■ DATA SUPPLIED ■
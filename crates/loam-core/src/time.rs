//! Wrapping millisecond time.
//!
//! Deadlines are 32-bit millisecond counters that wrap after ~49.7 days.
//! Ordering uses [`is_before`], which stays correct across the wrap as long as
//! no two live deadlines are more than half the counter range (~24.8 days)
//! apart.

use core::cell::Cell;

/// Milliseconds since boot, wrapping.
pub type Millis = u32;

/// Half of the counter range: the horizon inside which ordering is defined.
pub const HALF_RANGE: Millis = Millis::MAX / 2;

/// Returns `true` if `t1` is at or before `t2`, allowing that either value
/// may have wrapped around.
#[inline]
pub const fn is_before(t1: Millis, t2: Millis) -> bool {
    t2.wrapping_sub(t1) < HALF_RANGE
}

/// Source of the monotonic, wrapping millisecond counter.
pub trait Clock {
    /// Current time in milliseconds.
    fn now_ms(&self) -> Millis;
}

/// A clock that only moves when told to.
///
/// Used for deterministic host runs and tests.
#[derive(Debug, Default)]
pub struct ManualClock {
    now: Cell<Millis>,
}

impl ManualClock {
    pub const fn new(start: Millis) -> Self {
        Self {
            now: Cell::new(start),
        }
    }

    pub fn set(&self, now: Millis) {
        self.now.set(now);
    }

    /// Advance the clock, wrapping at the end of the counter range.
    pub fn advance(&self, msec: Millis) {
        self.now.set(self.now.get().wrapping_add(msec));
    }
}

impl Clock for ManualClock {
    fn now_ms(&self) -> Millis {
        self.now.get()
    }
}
...
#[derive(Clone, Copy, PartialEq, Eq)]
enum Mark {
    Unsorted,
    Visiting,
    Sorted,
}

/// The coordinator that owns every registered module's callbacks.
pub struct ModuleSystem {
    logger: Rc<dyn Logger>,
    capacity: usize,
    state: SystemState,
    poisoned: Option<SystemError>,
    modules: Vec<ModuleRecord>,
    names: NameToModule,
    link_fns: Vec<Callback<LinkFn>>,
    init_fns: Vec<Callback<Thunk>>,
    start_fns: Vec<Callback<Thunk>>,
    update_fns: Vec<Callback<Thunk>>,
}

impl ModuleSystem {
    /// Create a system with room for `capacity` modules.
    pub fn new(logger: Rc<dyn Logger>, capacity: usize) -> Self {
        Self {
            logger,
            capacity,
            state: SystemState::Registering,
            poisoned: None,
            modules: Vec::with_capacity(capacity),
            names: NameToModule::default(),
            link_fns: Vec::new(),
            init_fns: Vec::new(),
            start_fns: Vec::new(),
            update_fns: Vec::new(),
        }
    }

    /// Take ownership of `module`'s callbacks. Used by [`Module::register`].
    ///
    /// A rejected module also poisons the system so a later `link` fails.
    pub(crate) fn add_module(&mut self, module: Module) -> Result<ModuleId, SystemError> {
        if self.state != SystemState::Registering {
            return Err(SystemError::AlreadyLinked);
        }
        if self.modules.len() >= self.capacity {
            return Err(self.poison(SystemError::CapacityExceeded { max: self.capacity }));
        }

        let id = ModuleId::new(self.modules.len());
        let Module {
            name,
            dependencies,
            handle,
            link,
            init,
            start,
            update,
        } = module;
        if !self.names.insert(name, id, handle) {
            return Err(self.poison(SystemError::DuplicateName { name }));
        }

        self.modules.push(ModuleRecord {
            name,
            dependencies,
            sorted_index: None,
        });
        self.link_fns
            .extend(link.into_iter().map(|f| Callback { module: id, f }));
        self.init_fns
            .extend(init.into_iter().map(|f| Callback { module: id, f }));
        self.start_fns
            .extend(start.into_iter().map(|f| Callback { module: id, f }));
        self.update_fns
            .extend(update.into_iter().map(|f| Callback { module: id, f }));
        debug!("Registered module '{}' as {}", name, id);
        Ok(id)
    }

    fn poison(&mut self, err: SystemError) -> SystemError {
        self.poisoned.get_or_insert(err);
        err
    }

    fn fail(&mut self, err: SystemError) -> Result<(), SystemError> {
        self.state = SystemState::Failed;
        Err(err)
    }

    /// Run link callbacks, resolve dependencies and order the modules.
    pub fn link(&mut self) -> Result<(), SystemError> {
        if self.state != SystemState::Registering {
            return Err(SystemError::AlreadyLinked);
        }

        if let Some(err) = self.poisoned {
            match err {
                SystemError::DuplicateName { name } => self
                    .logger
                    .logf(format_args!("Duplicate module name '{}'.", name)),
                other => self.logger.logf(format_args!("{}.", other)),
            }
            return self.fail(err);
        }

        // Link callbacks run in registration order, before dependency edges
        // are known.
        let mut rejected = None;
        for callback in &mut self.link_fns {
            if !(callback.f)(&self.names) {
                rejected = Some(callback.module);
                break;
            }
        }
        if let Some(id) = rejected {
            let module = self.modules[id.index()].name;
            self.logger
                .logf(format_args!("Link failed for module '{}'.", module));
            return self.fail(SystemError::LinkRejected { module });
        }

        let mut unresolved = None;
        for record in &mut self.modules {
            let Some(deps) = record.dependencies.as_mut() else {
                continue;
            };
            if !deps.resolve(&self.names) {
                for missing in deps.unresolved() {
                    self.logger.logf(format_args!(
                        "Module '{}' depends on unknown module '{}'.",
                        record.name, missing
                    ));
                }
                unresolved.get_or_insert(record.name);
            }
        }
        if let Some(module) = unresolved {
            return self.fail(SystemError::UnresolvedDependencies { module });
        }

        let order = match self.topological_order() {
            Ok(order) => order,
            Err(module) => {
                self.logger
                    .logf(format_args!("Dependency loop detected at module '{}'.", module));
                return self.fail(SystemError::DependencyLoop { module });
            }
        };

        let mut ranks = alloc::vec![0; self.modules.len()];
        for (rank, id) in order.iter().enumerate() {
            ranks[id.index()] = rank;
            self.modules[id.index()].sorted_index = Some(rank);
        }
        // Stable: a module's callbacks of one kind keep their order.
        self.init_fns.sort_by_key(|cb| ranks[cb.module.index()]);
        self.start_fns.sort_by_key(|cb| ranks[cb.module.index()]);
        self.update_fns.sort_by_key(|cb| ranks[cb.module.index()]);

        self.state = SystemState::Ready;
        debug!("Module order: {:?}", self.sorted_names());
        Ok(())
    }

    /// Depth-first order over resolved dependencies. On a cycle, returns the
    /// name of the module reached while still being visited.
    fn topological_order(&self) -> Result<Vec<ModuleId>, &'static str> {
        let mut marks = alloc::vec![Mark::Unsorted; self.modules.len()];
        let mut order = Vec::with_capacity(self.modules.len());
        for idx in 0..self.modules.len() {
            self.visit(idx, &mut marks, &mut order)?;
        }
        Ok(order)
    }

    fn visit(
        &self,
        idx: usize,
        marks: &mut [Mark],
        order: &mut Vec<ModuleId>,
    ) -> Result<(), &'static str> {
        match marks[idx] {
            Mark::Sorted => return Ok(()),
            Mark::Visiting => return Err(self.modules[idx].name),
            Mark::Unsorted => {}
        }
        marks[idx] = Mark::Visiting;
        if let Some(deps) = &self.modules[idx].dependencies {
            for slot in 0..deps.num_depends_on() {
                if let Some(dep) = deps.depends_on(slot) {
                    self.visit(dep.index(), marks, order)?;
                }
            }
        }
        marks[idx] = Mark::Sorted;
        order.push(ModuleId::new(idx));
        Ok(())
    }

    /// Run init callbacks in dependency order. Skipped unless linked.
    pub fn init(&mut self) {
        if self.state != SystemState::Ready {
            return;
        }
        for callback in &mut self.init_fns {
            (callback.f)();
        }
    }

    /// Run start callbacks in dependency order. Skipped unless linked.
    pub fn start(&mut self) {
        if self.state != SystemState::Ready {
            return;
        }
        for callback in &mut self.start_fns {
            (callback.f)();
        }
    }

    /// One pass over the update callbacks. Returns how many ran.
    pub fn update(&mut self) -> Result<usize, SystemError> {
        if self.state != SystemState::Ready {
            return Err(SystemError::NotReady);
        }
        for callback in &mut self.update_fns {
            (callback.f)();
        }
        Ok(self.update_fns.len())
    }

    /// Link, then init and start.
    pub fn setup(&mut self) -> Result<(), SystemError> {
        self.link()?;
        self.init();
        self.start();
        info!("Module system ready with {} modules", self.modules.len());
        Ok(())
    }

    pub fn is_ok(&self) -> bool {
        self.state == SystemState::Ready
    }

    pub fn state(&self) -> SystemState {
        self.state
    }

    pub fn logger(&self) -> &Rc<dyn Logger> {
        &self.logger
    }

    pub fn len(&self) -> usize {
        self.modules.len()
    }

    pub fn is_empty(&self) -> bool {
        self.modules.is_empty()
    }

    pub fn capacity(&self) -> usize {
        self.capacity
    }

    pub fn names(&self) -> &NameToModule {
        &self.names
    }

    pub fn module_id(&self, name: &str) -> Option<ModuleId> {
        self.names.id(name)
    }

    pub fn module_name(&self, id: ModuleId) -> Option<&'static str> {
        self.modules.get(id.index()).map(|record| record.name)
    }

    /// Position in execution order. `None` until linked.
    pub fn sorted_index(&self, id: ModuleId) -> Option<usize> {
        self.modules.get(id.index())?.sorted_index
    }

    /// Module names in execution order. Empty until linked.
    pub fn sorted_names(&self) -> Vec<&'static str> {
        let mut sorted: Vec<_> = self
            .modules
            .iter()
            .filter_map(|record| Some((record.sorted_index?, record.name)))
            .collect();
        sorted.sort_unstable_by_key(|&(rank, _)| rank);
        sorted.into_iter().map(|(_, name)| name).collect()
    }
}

■ WHAT YOU WILL DO ■
Within the records above, determine the number of lines that hold the word "callbacks" and return only that value.

■ OUTPUT BELOW ■
8